- **Task instructions**
The word "label" occurs in some of the lines below; copy each of those lines.
[[ Input material, beginning ]]
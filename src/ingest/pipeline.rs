// src/ingest/pipeline.rs
//! Per-source pipeline: fetch all records, resolve each distinct location once,
//! write the coordinate-complete records to the source's artifact.

use anyhow::Result;
use chrono::NaiveDate;
use indexmap::IndexMap;
use std::path::{Path, PathBuf};
use std::time::Duration;
use tracing::{debug, info};

use crate::artifact::{write_artifact, ArtifactLayout};
use crate::config::{AppConfig, GeocodeStrategy, SourceConfig};
use crate::geocode::{with_locale, Coordinates, GeocodeResolver, KnownVenues, Nominatim};
use crate::ingest::ensure_metrics_described;
use crate::ingest::providers::build_adapter;
use crate::ingest::types::{GeocodedEvent, RawEvent, SourceAdapter};

/// Everything the pipeline needs to know about one source besides the adapter.
#[derive(Debug, Clone)]
pub struct SourcePlan {
    pub name: String,
    pub strategy: GeocodeStrategy,
    /// Appended to queries, e.g. "Berlin, Germany".
    pub locale: String,
    pub known_venues: Option<KnownVenues>,
    pub layout: ArtifactLayout,
    pub artifact: PathBuf,
}

impl SourcePlan {
    pub fn from_config(app: &AppConfig, source: &SourceConfig, day: NaiveDate, out_dir: &Path) -> Self {
        Self {
            name: source.name.clone(),
            strategy: source.geocode,
            locale: app.run.locale(),
            known_venues: source
                .known_venues
                .then(|| app.known_venues())
                .filter(|k| !k.is_empty()),
            layout: source.layout,
            artifact: out_dir.join(artifact_file_name(&source.artifact, day)),
        }
    }
}

/// `{date}` in an artifact name becomes `YYYY-MM-DD`.
pub fn artifact_file_name(pattern: &str, day: NaiveDate) -> String {
    pattern.replace("{date}", &day.format("%Y-%m-%d").to_string())
}

#[derive(Debug, Clone, PartialEq, Eq)]
pub struct PipelineReport {
    pub source: String,
    pub found: usize,
    pub with_coordinates: usize,
    pub dropped: usize,
    /// `None` when nothing was found and no file was written.
    pub artifact: Option<PathBuf>,
}

/// One unit of geocoding work; equal lookups share one resolution.
#[derive(Debug, Clone, PartialEq, Eq, Hash)]
enum Lookup {
    Direct(String),
    WithFallback(String),
}

impl Lookup {
    fn label(&self) -> &str {
        match self {
            Lookup::Direct(q) | Lookup::WithFallback(q) => q,
        }
    }
}

fn lookup_for(ev: &RawEvent, plan: &SourcePlan) -> Option<Lookup> {
    let venue = ev.venue_name.as_deref().filter(|s| !s.trim().is_empty());
    let address = ev.venue_address.as_deref().filter(|s| !s.trim().is_empty());
    let locale = Some(plan.locale.as_str());
    match plan.strategy {
        GeocodeStrategy::VenueAndAddress => {
            let text = match (venue, address) {
                (Some(v), Some(a)) => format!("{}, {}", v.trim(), a.trim()),
                (Some(v), None) => v.trim().to_string(),
                (None, Some(a)) => a.trim().to_string(),
                (None, None) => return None,
            };
            Some(Lookup::Direct(with_locale(&text, locale)))
        }
        GeocodeStrategy::Address => address.map(|a| Lookup::Direct(a.trim().to_string())),
        GeocodeStrategy::AddressOrVenue => {
            let text = address.or(venue)?.trim();
            // a digit means a street address that stands on its own
            if text.chars().any(|c| c.is_ascii_digit()) {
                Some(Lookup::Direct(text.to_string()))
            } else {
                Some(Lookup::Direct(with_locale(text, locale)))
            }
        }
        GeocodeStrategy::AddressWithFallback => {
            address.map(|a| Lookup::WithFallback(a.trim().to_string()))
        }
    }
}

fn known_for(ev: &RawEvent, known: &KnownVenues) -> Option<Coordinates> {
    ev.venue_name
        .as_deref()
        .and_then(|v| known.lookup(v))
        .or_else(|| ev.venue_address.as_deref().and_then(|a| known.lookup(a)))
}

/// Run one source end to end. `Err` only when the adapter reports the source
/// unreachable or the artifact cannot be written.
pub async fn run_source(
    adapter: &dyn SourceAdapter,
    resolver: &GeocodeResolver,
    plan: &SourcePlan,
) -> Result<PipelineReport> {
    ensure_metrics_described();
    info!(target: "ingest", source = adapter.name(), "fetching");
    let raw = adapter.fetch_raw().await?;
    let found = raw.len();
    if raw.is_empty() {
        info!(target: "ingest", source = adapter.name(), "no events found, nothing written");
        return Ok(PipelineReport {
            source: plan.name.clone(),
            found: 0,
            with_coordinates: 0,
            dropped: 0,
            artifact: None,
        });
    }

    // distinct lookups in first-seen order; known venues never reach the resolver
    let mut pinned: Vec<Option<Coordinates>> = Vec::with_capacity(found);
    let mut units: IndexMap<Lookup, Option<Coordinates>> = IndexMap::new();
    let mut per_event: Vec<Option<Lookup>> = Vec::with_capacity(found);
    for ev in &raw {
        let known = plan.known_venues.as_ref().and_then(|k| known_for(ev, k));
        pinned.push(known);
        let lookup = if known.is_some() { None } else { lookup_for(ev, plan) };
        if let Some(l) = &lookup {
            units.entry(l.clone()).or_insert(None);
        }
        per_event.push(lookup);
    }
    let known_hits = pinned.iter().filter(|k| k.is_some()).count();
    info!(target: "ingest", source = %plan.name, events = found, lookups = units.len(), known = known_hits, "geocoding");

    let total = units.len();
    for (i, (lookup, slot)) in units.iter_mut().enumerate() {
        *slot = match lookup {
            Lookup::Direct(q) => resolver.resolve(q).await,
            Lookup::WithFallback(a) => resolver.resolve_with_fallback(a, Some(&plan.locale)).await,
        };
        match slot {
            Some(c) => info!(target: "geocode", "[{}/{}] {} ✓ ({:.4}, {:.4})", i + 1, total, lookup.label(), c.lat, c.lon),
            None => info!(target: "geocode", "[{}/{}] {} ✗", i + 1, total, lookup.label()),
        }
    }

    let geocoded: Vec<GeocodedEvent> = raw
        .into_iter()
        .zip(pinned)
        .zip(per_event)
        .filter_map(|((event, known), lookup)| {
            let coords = known.or_else(|| lookup.and_then(|l| units.get(&l).copied().flatten()));
            match coords {
                Some(coords) => Some(GeocodedEvent { event, coords }),
                None => {
                    debug!(target: "ingest", title = %event.title, "dropped: no coordinates");
                    None
                }
            }
        })
        .collect();

    let with_coordinates = write_artifact(&plan.artifact, plan.layout, &geocoded)?;
    let report = PipelineReport {
        source: plan.name.clone(),
        found,
        with_coordinates,
        dropped: found - with_coordinates,
        artifact: Some(plan.artifact.clone()),
    };
    info!(
        target: "ingest",
        source = %report.source,
        found = report.found,
        with_coordinates = report.with_coordinates,
        dropped = report.dropped,
        artifact = %plan.artifact.display(),
        "✓ {}/{} events with coordinates", report.with_coordinates, report.found
    );
    Ok(report)
}

/// Build the adapter and a fresh resolver for `source`, then run it.
pub async fn run_configured_source(
    app: &AppConfig,
    source: &SourceConfig,
    day: NaiveDate,
    out_dir: &Path,
) -> Result<PipelineReport> {
    let adapter = build_adapter(source, app, day)?;
    let resolver = GeocodeResolver::new(
        Box::new(Nominatim::new(&app.geocoder)?),
        Duration::from_millis(app.geocoder.min_delay_ms),
    );
    let plan = SourcePlan::from_config(app, source, day, out_dir);
    run_source(adapter.as_ref(), &resolver, &plan).await
}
[[ Input material, end ]]
- **Solution for this problem**
    fn label(&self) -> &str {
            Some(c) => info!(target: "geocode", "[{}/{}] {} ✓ ({:.4}, {:.4})", i + 1, total, lookup.label(), c.lat, c.lon),
            None => info!(target: "geocode", "[{}/{}] {} ✗", i + 1, total, lookup.label()),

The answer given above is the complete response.